原 浩恭(はら ひろやす)
人間の「心のクセ」を利用した歯周病治療中の患者の脱落防止策
From:原 浩恭(株式会社 歯科専門 集患アウトソーシング)
「虫歯の治療をしに来ただけなんです」
患者が口にするこの一言に、私たちはどのように向き合うべきでしょうか。
歯科衛生士による歯周基本治療やその後のSPT。
保険制度の上でも必要とされるこのプロセスは、患者の健康を守るための基本戦略です。
しかし現実には、
「虫歯が治ったからもういい」
「しみるからやりたくない」
「時間がない」
といった理由で、患者が離脱していくケースが後を絶ちません。
今回は、ロバート・チャルディーニの『影響力の武器』の内容をもとに、歯周病治療における患者の継続意欲を高める方法をご紹介します。
1、最初の「はい」が、通院を継続させる鍵になる
チャルディーニは、人は一度何かに「自分の意思でコミットした」と感じると、その後もその選択に一貫した行動を取りやすいと述べています。
歯周病治療でも同じです。
患者に「歯周病治療が必要です」と説明するだけでなく、患者本人に「なぜ自分がそれを選ぶのか」を言葉にしてもらうことが大切です。

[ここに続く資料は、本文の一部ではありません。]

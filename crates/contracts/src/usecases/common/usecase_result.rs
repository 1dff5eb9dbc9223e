use serde::{Deserialize, Serialize};

pub const CODE_VALIDATION: &str = "VALIDATION_ERROR";
pub const CODE_NOT_FOUND: &str = "NOT_FOUND";
pub const CODE_QUOTA_EXCEEDED: &str = "QUOTA_EXCEEDED";
pub const CODE_INTERNAL: &str = "INTERNAL_ERROR";

/// Тело ошибки, которое backend отдает в JSON, а frontend показывает как есть
#[derive(Debug, Clone, PartialEq, Eq, Serialize, Deserialize)]
pub struct UseCaseError {
    pub code: String,
    pub message: String,
    #[serde(default)]
    pub details: Option<String>,
}

impl UseCaseError {
    pub fn new(code: impl Into<String>, message: impl Into<String>) -> Self {
        Self {
            code: code.into(),
            message: message.into(),
            details: None,
        }
    }

    pub fn with_details(mut self, details: impl Into<String>) -> Self {
        self.details = Some(details.into());
        self
    }

    pub fn validation(message: impl Into<String>) -> Self {
        Self::new(CODE_VALIDATION, message)
    }

    pub fn not_found(message: impl Into<String>) -> Self {
        Self::new(CODE_NOT_FOUND, message)
    }

    pub fn quota_exceeded(message: impl Into<String>) -> Self {
        Self::new(CODE_QUOTA_EXCEEDED, message)
    }

    pub fn internal(message: impl Into<String>) -> Self {
        Self::new(CODE_INTERNAL, message)
    }

    pub fn is_quota_exceeded(&self) -> bool {
        self.code == CODE_QUOTA_EXCEEDED
    }
}

impl std::fmt::Display for UseCaseError {
    fn fmt(&self, f: &mut std::fmt::Formatter<'_>) -> std::fmt::Result {
        write!(f, "[{}] {}", self.code, self.message)?;
        if let Some(details) = &self.details {
            write!(f, ": {}", details)?;
        }
        Ok(())
    }
}

impl std::error::Error for UseCaseError {}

SRPやSPTの説明をする際には、ただ流れを伝えるだけでなく、
「なぜこの治療が必要だと思いますか?」
「将来、自分の歯で食事を続けたいと思いますか?」
などと患者に問いかけてみてください。
患者が自分の言葉で「はい」と答えること、それ自体が強い“コミットメント”になります。
この心理的効果が、治療継続のエネルギーになるのです。
2、小さな成功体験を積ませる
初期の歯周基本治療やOHIで、出血や口臭の改善が見られると、それは患者にとって“医院からの贈り物”になります。
人は何かをしてもらうとそれに報いたくなるもので、これが「返報性」です。
歯科衛生士が懸命に処置してくれる姿に、患者も応えようとします。
また、最初に小さな成功を実感してもらうことで、「じゃあ次の治療も受けてみようかな」という流れが自然に生まれます。
段階的にお願いしていくことで患者の納得感を高めましょう。
3、「みんなもやっている」は強力な説得力を持つ
「みんながそうしているから自分もそうする」
人が判断を他人の行動に委ねる傾向を、社会的証明の原理と呼びます。
院内ポスターやカウンセリングの中で、
「当院では90%の患者さんが歯周病治療を〇ヶ月ごとに継続されています」
「歯周病の治療は、今では虫歯の治療よりも大切と考える患者さんが増えています」
といったメッセージを伝えるだけでも、患者の意思決定に影響を与えることができます。
歯科衛生士が「〇〇さんも最初は同じように感じていましたが、今では歯周病治療を欠かさず続けてくださっていますよ」と伝えるのも効果的です。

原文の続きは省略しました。